That’s where I’m at right now with the tuning.

Ryan’s current theory is that there is something in the OS or strategy that is causing the PCM to intervene. The logs repeatedly show the throttle closing to maintain roughly 368 lb-ft brake torque and the Torque Source reporting Engine Speed Limit. He’s already escalated the issue to HP Tuners engineering, which is exactly what should happen when you start running into behavior that doesn’t make sense.

At the same time, I’m not ready to conclude the OS is the problem without testing other possibilities.

A friend of mine, Brendan, just a solo/private tuner from Canada, has been tuning his own MKS for several years and has spent a lot of time working with the torque model and inverse tables in HP Tuners. His approach was never based on calculators or theory alone. He made small changes, logged the results, kept what worked, threw out what didn’t, and eventually landed on a torque model that allowed his car to report 580+ lb-ft brake torque and over 60 lb/min airflow. He also pointed me toward another SHO using the same ECU family that reports 600-650 lb-ft brake torque without issue.

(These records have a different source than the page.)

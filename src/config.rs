//! Tunable thresholds for tracking, structuring and detection
//!
//! Every constant the engine relies on lives here so hosts can adjust them
//! without touching behavior. Missing fields fall back to the defaults below.

use crate::error::AnalyticsError;
use serde::{Deserialize, Serialize};

/// Inactivity window before the tracker goes idle (30 seconds)
pub const DEFAULT_INACTIVITY_WINDOW_MS: i64 = 30_000;

/// Period of the "was there recent activity" check (5 seconds)
pub const DEFAULT_ACTIVITY_CHECK_INTERVAL_MS: i64 = 5_000;

/// Maximum time attributed by a single accrual step (5 minutes)
pub const DEFAULT_ACCRUAL_CAP_MS: i64 = 300_000;

/// Dwell time after which a page counts as read (3 seconds)
pub const DEFAULT_PAGE_COMPLETION_MS: i64 = 3_000;

/// Fraction of pages that must be read for a section to count as read
pub const DEFAULT_SECTION_COMPLETION_RATIO: f64 = 0.8;

/// Words per page assumed when no page text has been extracted
pub const DEFAULT_WORDS_PER_PAGE: u32 = 275;

/// Reading-time accounting for [`crate::tracker::ReadingTracker`]
#[derive(Debug, Clone, PartialEq, Serialize, Deserialize)]
#[serde(default)]
pub struct TrackerConfig {
    pub inactivity_window_ms: i64,
    pub activity_check_interval_ms: i64,
    pub accrual_cap_ms: i64,
    pub page_completion_ms: i64,
    pub section_completion_ratio: f64,
    /// Section changes closer together than this are ignored
    pub section_debounce_ms: i64,
    pub selection_capacity: usize,
    /// Selections shorter than this (in characters) are rejected
    pub min_selection_chars: usize,
    pub default_words_per_page: u32,
    pub max_reading_speed_wpm: f64,
}

impl Default for TrackerConfig {
    fn default() -> Self {
        Self {
            inactivity_window_ms: DEFAULT_INACTIVITY_WINDOW_MS,
            activity_check_interval_ms: DEFAULT_ACTIVITY_CHECK_INTERVAL_MS,
            accrual_cap_ms: DEFAULT_ACCRUAL_CAP_MS,
            page_completion_ms: DEFAULT_PAGE_COMPLETION_MS,
            section_completion_ratio: DEFAULT_SECTION_COMPLETION_RATIO,
            section_debounce_ms: 1_000,
            selection_capacity: 100,
            min_selection_chars: 3,
            default_words_per_page: DEFAULT_WORDS_PER_PAGE,
            max_reading_speed_wpm: 1_000.0,
        }
    }
}

/// Line grouping and heading heuristics for [`crate::text::structure_page`]
#[derive(Debug, Clone, PartialEq, Serialize, Deserialize)]
#[serde(default)]
pub struct TextConfig {
    /// Tokens whose Y positions differ by less than this share a line
    pub line_tolerance: f64,
    /// A line is a heading candidate when its tallest token exceeds this
    pub heading_min_height: f64,
    /// ...and its text is shorter than this many characters
    pub heading_max_chars: usize,
    /// Pages extracted eagerly when a session opens
    pub prefetch_pages: u32,
}

impl Default for TextConfig {
    fn default() -> Self {
        Self {
            line_tolerance: 2.0,
            heading_min_height: 12.0,
            heading_max_chars: 100,
            prefetch_pages: 10,
        }
    }
}

/// Scorer confidences and acceptance thresholds for [`crate::detection::SectionDetector`]
#[derive(Debug, Clone, PartialEq, Serialize, Deserialize)]
#[serde(default)]
pub struct DetectorConfig {
    /// Shared arbitration threshold; below it the fallback scorers run
    pub min_confidence: f64,
    pub page_mapping_confidence: f64,
    pub pattern_match_confidence: f64,
    pub keyword_weight: f64,
    /// Multiplier when a text match agrees with the page's primary section
    pub agreement_boost: f64,
    pub heading_similarity_threshold: f64,
    pub heading_similarity_weight: f64,
    pub dynamic_confidence: f64,
    /// Minimum confidence a caller needs before applying a selection-driven change
    pub selection_accept: f64,
    pub viewport_accept: f64,
    pub hover_accept: f64,
    /// Font size above which a visible element counts as a large heading
    pub large_font: f64,
    /// Element text shorter than this counts towards heading-likeness
    pub short_heading_chars: usize,
    /// Dynamic synthesis requires either a tall heading or one shorter than this
    pub dynamic_max_chars: usize,
    /// How far below the hover position a heading may sit and still apply
    pub hover_slack: f64,
}

impl Default for DetectorConfig {
    fn default() -> Self {
        Self {
            min_confidence: 0.3,
            page_mapping_confidence: 0.85,
            pattern_match_confidence: 0.9,
            keyword_weight: 0.7,
            agreement_boost: 1.2,
            heading_similarity_threshold: 0.6,
            heading_similarity_weight: 0.8,
            dynamic_confidence: 0.6,
            selection_accept: 0.5,
            viewport_accept: 0.5,
            hover_accept: 0.4,
            large_font: 14.0,
            short_heading_chars: 80,
            dynamic_max_chars: 60,
            hover_slack: 30.0,
        }
    }
}

/// Session-level timers, throttles and feeds
#[derive(Debug, Clone, PartialEq, Serialize, Deserialize)]
#[serde(default)]
pub struct SessionConfig {
    pub auto_save: bool,
    pub auto_save_interval_ms: i64,
    pub activity_feed_capacity: usize,
    pub hover_throttle_ms: i64,
    pub viewport_throttle_ms: i64,
    pub activity_throttle_ms: i64,
    pub enable_text_extraction: bool,
}

impl Default for SessionConfig {
    fn default() -> Self {
        Self {
            auto_save: true,
            auto_save_interval_ms: 30_000,
            activity_feed_capacity: 20,
            hover_throttle_ms: 300,
            viewport_throttle_ms: 500,
            activity_throttle_ms: 100,
            enable_text_extraction: true,
        }
    }
}

/// Complete engine configuration
#[derive(Debug, Clone, Default, PartialEq, Serialize, Deserialize)]
#[serde(default)]
pub struct AnalyticsConfig {
    pub tracker: TrackerConfig,
    pub text: TextConfig,
    pub detector: DetectorConfig,
    pub session: SessionConfig,
}

impl AnalyticsConfig {
    /// Parse a (possibly partial) JSON configuration and validate it
    pub fn from_json(json: &str) -> Result<Self, AnalyticsError> {
        let config: Self = serde_json::from_str(json)?;
        config.validate()?;
        Ok(config)
    }

    /// Reject values that would stall timers or break the [0, 1] confidence scale
    pub fn validate(&self) -> Result<(), AnalyticsError> {
        let t = &self.tracker;
        if t.inactivity_window_ms <= 0
            || t.activity_check_interval_ms <= 0
            || t.accrual_cap_ms <= 0
            || self.session.auto_save_interval_ms <= 0
        {
            return Err(AnalyticsError::InvalidConfig(
                "intervals and caps must be positive".to_string(),
            ));
        }
        if !(0.0..=1.0).contains(&t.section_completion_ratio) {
            return Err(AnalyticsError::InvalidConfig(format!(
                "section_completion_ratio {} outside [0, 1]",
                t.section_completion_ratio
            )));
        }
        if t.selection_capacity == 0 {
            return Err(AnalyticsError::InvalidConfig(
                "selection_capacity must be at least 1".to_string(),
            ));
        }

        let d = &self.detector;
        let unit = [
            ("min_confidence", d.min_confidence),
            ("page_mapping_confidence", d.page_mapping_confidence),
            ("pattern_match_confidence", d.pattern_match_confidence),
            ("keyword_weight", d.keyword_weight),
            ("heading_similarity_threshold", d.heading_similarity_threshold),
            ("heading_similarity_weight", d.heading_similarity_weight),
            ("dynamic_confidence", d.dynamic_confidence),
            ("selection_accept", d.selection_accept),
            ("viewport_accept", d.viewport_accept),
            ("hover_accept", d.hover_accept),
        ];
        if let Some((name, value)) = unit.iter().find(|(_, v)| !(0.0..=1.0).contains(v)) {
            return Err(AnalyticsError::InvalidConfig(format!(
                "{} {} outside [0, 1]",
                name, value
            )));
        }
        Ok(())
    }
}
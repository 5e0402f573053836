//! Readtrace CLI - Command-line interface for Readtrace
//!
//! Commands:
//! - outline: Normalize a document outline into page-bounded sections
//! - detect: Run the section detector for a single text fragment
//! - replay: Feed a recorded session event log through a reading session

use clap::{Parser, Subcommand};
use std::fs;
use std::io::{self, Read, Write};
use std::path::{Path, PathBuf};
use std::process::ExitCode;

use readtrace::outline::flatten;
use readtrace::text::structure_page;
use readtrace::{
    format_duration, normalize_outline, parse_event_log, replay, AnalyticsConfig, AnalyticsError,
    FileStore, HeadingHint, NamedDestinations, OutlineNode, ReadingSession, SectionDetector,
    SectionIndex, SnapshotStore, TextToken, TrackerSnapshot, READTRACE_VERSION,
};

/// Readtrace - Reading analytics for paginated documents
#[derive(Parser)]
#[command(name = "readtrace")]
#[command(version = READTRACE_VERSION)]
#[command(about = "Section detection and reading analytics for paginated documents", long_about = None)]
struct Cli {
    /// Log debug output to stderr (RUST_LOG takes precedence)
    #[arg(short, long, global = true)]
    verbose: bool,

    #[command(subcommand)]
    command: Commands,
}

#[derive(Subcommand)]
enum Commands {
    /// Normalize a document outline into sections
    Outline {
        /// Outline JSON file (use - for stdin)
        #[arg(short, long)]
        input: PathBuf,

        /// Total number of pages in the document
        #[arg(short, long)]
        pages: u32,

        /// Named destinations JSON file ({"name": page})
        #[arg(long)]
        destinations: Option<PathBuf>,

        /// Print the flat section list instead of the nested tree
        #[arg(long)]
        flat: bool,
    },

    /// Detect the section a text fragment belongs to
    Detect {
        /// Total number of pages in the document
        #[arg(short, long)]
        pages: u32,

        /// Outline JSON file; default sections are used without one
        #[arg(long)]
        outline: Option<PathBuf>,

        /// Named destinations JSON file ({"name": page})
        #[arg(long)]
        destinations: Option<PathBuf>,

        /// Page the fragment was observed on
        #[arg(long)]
        page: u32,

        /// Fragment text
        #[arg(short, long)]
        text: String,

        /// Positioned text tokens of the page, as JSON
        #[arg(long)]
        tokens: Option<PathBuf>,

        /// Rendered font size of the fragment
        #[arg(long)]
        font_size: Option<f64>,

        /// Fragment is set in bold
        #[arg(long)]
        bold: bool,
    },

    /// Replay a session event log and print the resulting analytics
    Replay {
        /// Event log, NDJSON or a JSON array (use - for stdin)
        #[arg(short, long)]
        input: PathBuf,

        /// Output file path (use - for stdout)
        #[arg(short, long, default_value = "-")]
        output: PathBuf,

        /// Total number of pages in the document
        #[arg(short, long)]
        pages: u32,

        /// Outline JSON file; default sections are used without one
        #[arg(long)]
        outline: Option<PathBuf>,

        /// Named destinations JSON file ({"name": page})
        #[arg(long)]
        destinations: Option<PathBuf>,

        /// Document fingerprint used as the persistence key
        #[arg(long, default_value = "document")]
        fingerprint: String,

        /// Snapshot directory to resume from and save to
        #[arg(long)]
        store: Option<PathBuf>,

        /// Configuration JSON file
        #[arg(long)]
        config: Option<PathBuf>,

        /// Print an export report instead of the bare snapshot
        #[arg(long)]
        export: bool,

        /// Print a short human-readable summary to stderr
        #[arg(long)]
        summary: bool,
    },
}

fn main() -> ExitCode {
    let cli = Cli::parse();
    init_logging(cli.verbose);

    match run(cli) {
        Ok(()) => ExitCode::SUCCESS,
        Err(e) => {
            eprintln!(
                "{}",
                serde_json::to_string(&CliError::from(e))
                    .unwrap_or_else(|_| "Unknown error".to_string())
            );
            ExitCode::FAILURE
        }
    }
}

fn init_logging(verbose: bool) {
    let level = if verbose {
        log::LevelFilter::Debug
    } else {
        log::LevelFilter::Warn
    };
    env_logger::Builder::new()
        .filter_level(level)
        .parse_default_env()
        .init();
}

fn run(cli: Cli) -> Result<(), ReadtraceCliError> {
    match cli.command {
        Commands::Outline {
            input,
            pages,
            destinations,
            flat,
        } => cmd_outline(&input, pages, destinations.as_deref(), flat),

        Commands::Detect {
            pages,
            outline,
            destinations,
            page,
            text,
            tokens,
            font_size,
            bold,
        } => {
            let hint = font_size.map(|font_size| HeadingHint { font_size, bold });
            cmd_detect(
                pages,
                outline.as_deref(),
                destinations.as_deref(),
                page,
                &text,
                tokens.as_deref(),
                hint,
            )
        }

        Commands::Replay {
            input,
            output,
            pages,
            outline,
            destinations,
            fingerprint,
            store,
            config,
            export,
            summary,
        } => {
            let index = build_index(pages, outline.as_deref(), destinations.as_deref())?;
            let config = match config {
                Some(path) => AnalyticsConfig::from_json(&fs::read_to_string(path)?)?,
                None => AnalyticsConfig::default(),
            };
            let options = ReplayOptions {
                fingerprint,
                store,
                export,
                summary,
            };
            cmd_replay(&input, &output, index, config, &options)
        }
    }
}

fn cmd_outline(
    input: &Path,
    pages: u32,
    destinations: Option<&Path>,
    flat: bool,
) -> Result<(), ReadtraceCliError> {
    if pages == 0 {
        return Err(ReadtraceCliError::NoPages);
    }
    let outline: Vec<OutlineNode> = serde_json::from_str(&read_input(input)?)?;
    let resolver = load_destinations(destinations)?;
    let tree = normalize_outline(&outline, pages, &resolver);

    let json = if flat {
        serde_json::to_string_pretty(&flatten(&tree))?
    } else {
        serde_json::to_string_pretty(&tree)?
    };
    println!("{}", json);
    Ok(())
}

fn cmd_detect(
    pages: u32,
    outline: Option<&Path>,
    destinations: Option<&Path>,
    page: u32,
    text: &str,
    tokens: Option<&Path>,
    hint: Option<HeadingHint>,
) -> Result<(), ReadtraceCliError> {
    let mut index = build_index(pages, outline, destinations)?;
    let config = AnalyticsConfig::default();

    let page_text = match tokens {
        Some(path) => {
            let tokens: Vec<TextToken> = serde_json::from_str(&fs::read_to_string(path)?)?;
            Some(structure_page(page, &tokens, &config.text))
        }
        None => None,
    };

    let detector = SectionDetector::new(config.detector);
    let candidate = detector.detect(&mut index, page_text.as_ref(), text, page, hint.as_ref());
    println!("{}", serde_json::to_string_pretty(&candidate)?);
    Ok(())
}

struct ReplayOptions {
    fingerprint: String,
    store: Option<PathBuf>,
    export: bool,
    summary: bool,
}

fn cmd_replay(
    input: &Path,
    output: &Path,
    index: SectionIndex,
    config: AnalyticsConfig,
    options: &ReplayOptions,
) -> Result<(), ReadtraceCliError> {
    let events = parse_event_log(&read_input(input)?)?;
    let Some(first) = events.first() else {
        return Err(ReadtraceCliError::NoEvents);
    };
    let start = first.at();

    let mut session = ReadingSession::new(options.fingerprint.as_str(), index, config, start)?;
    if let Some(dir) = &options.store {
        session = session.with_store(SnapshotStore::new(FileStore::new(dir)), start);
    }

    let end = replay(&mut session, &events).unwrap_or(start);
    let content = if options.export {
        session.export(end).to_json_pretty()?
    } else {
        serde_json::to_string_pretty(&session.analytics(end))?
    };
    if options.summary {
        print_summary(&session.analytics(end));
    }
    session.close(end, options.store.is_some());

    write_output(output, &content)?;
    Ok(())
}

fn print_summary(snapshot: &TrackerSnapshot) {
    let s = &snapshot.summary;
    eprintln!("Readtrace Session Summary");
    eprintln!("=========================");
    eprintln!(
        "Session time:   {}",
        format_duration(s.session_time_ms, false)
    );
    eprintln!("Active time:    {}", format_duration(s.active_time_ms, true));
    eprintln!(
        "Pages read:     {}/{} ({:.0}%)",
        s.pages_completed, s.total_pages, s.progress_percentage
    );
    eprintln!("Sections read:  {}", s.sections_completed);
    eprintln!(
        "Navigation:     {} forward, {} backward, {} jumps (linear {:.0}%)",
        s.forward_moves,
        s.backward_moves,
        s.jump_moves,
        s.linear_reading_ratio * 100.0
    );
    eprintln!(
        "Reading speed:  {} wpm ({} words)",
        s.reading_speed_wpm, s.words_read
    );
}

fn build_index(
    pages: u32,
    outline: Option<&Path>,
    destinations: Option<&Path>,
) -> Result<SectionIndex, ReadtraceCliError> {
    if pages == 0 {
        return Err(ReadtraceCliError::NoPages);
    }
    let outline: Vec<OutlineNode> = match outline {
        Some(path) => serde_json::from_str(&read_input(path)?)?,
        None => Vec::new(),
    };
    let resolver = load_destinations(destinations)?;
    Ok(SectionIndex::new(
        normalize_outline(&outline, pages, &resolver),
        pages,
    ))
}

fn load_destinations(path: Option<&Path>) -> Result<NamedDestinations, ReadtraceCliError> {
    match path {
        Some(path) => Ok(serde_json::from_str(&fs::read_to_string(path)?)?),
        None => Ok(NamedDestinations::new()),
    }
}

fn read_input(path: &Path) -> Result<String, ReadtraceCliError> {
    if path.to_string_lossy() != "-" {
        return Ok(fs::read_to_string(path)?);
    }
    if atty::is(atty::Stream::Stdin) {
        return Err(ReadtraceCliError::NoInput);
    }
    let mut buffer = String::new();
    io::stdin().read_to_string(&mut buffer)?;
    Ok(buffer)
}

fn write_output(path: &Path, content: &str) -> Result<(), ReadtraceCliError> {
    if path.to_string_lossy() == "-" {
        let mut stdout = io::stdout();
        writeln!(stdout, "{}", content)?;
        stdout.flush()?;
    } else {
        fs::write(path, content)?;
    }
    Ok(())
}

// Error types

#[derive(Debug)]
enum ReadtraceCliError {
    Io(io::Error),
    Analytics(AnalyticsError),
    Json(serde_json::Error),
    NoInput,
    NoEvents,
    NoPages,
}

impl From<io::Error> for ReadtraceCliError {
    fn from(e: io::Error) -> Self {
        ReadtraceCliError::Io(e)
    }
}

impl From<AnalyticsError> for ReadtraceCliError {
    fn from(e: AnalyticsError) -> Self {
        ReadtraceCliError::Analytics(e)
    }
}

impl From<serde_json::Error> for ReadtraceCliError {
    fn from(e: serde_json::Error) -> Self {
        ReadtraceCliError::Json(e)
    }
}

#[derive(serde::Serialize)]
struct CliError {
    code: String,
    message: String,
    hint: Option<String>,
}

impl From<ReadtraceCliError> for CliError {
    fn from(e: ReadtraceCliError) -> Self {
        match e {
            ReadtraceCliError::Io(e) => CliError {
                code: "IO_ERROR".to_string(),
                message: e.to_string(),
                hint: Some("Check file paths and permissions".to_string()),
            },
            ReadtraceCliError::Analytics(AnalyticsError::InvalidEventLog(msg)) => CliError {
                code: "INVALID_EVENT_LOG".to_string(),
                message: msg,
                hint: Some(
                    "Each event needs a \"type\" and an RFC 3339 \"at\", in time order".to_string(),
                ),
            },
            ReadtraceCliError::Analytics(AnalyticsError::InvalidConfig(msg)) => CliError {
                code: "INVALID_CONFIG".to_string(),
                message: msg,
                hint: Some("Thresholds must lie in [0, 1] and intervals be positive".to_string()),
            },
            ReadtraceCliError::Analytics(e) => CliError {
                code: "ANALYTICS_ERROR".to_string(),
                message: e.to_string(),
                hint: None,
            },
            ReadtraceCliError::Json(e) => CliError {
                code: "JSON_ERROR".to_string(),
                message: e.to_string(),
                hint: Some("Check JSON syntax".to_string()),
            },
            ReadtraceCliError::NoInput => CliError {
                code: "NO_INPUT".to_string(),
                message: "stdin is a terminal".to_string(),
                hint: Some("Pipe the input in or pass a file path".to_string()),
            },
            ReadtraceCliError::NoEvents => CliError {
                code: "NO_EVENTS".to_string(),
                message: "No events found in input".to_string(),
                hint: Some("Ensure the event log is not empty".to_string()),
            },
            ReadtraceCliError::NoPages => CliError {
                code: "NO_PAGES".to_string(),
                message: "Document must have at least one page".to_string(),
                hint: Some("Pass --pages with the document's page count".to_string()),
            },
        }
    }
}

That immediately raises a question. If another Green Oak car can calculate and report 600+ lb-ft brake torque, is there really a hard 368 lb-ft ceiling in the OS?

Maybe. Maybe not. So instead of arguing about it, we’re going to test it.

Brendan reviewed my file and a few things immediately stood out to him. Keep in mind he doesn’t work for a shop, follow specific guidelines or protect a brand, the biggest one was the inverse tables. Some of the values in my current calibration are scaled so aggressively that the math suggests the engine could make torque numbers that are nowhere near reality. His opinion is that the PCM may be seeing torque and airflow relationships that simply don’t make sense. If the model becomes unbelievable enough, the PCM could be defaulting to a factory safety strategy and pulling everything back toward the stock 368 lb-ft area because that’s the last place it knows how to operate safely.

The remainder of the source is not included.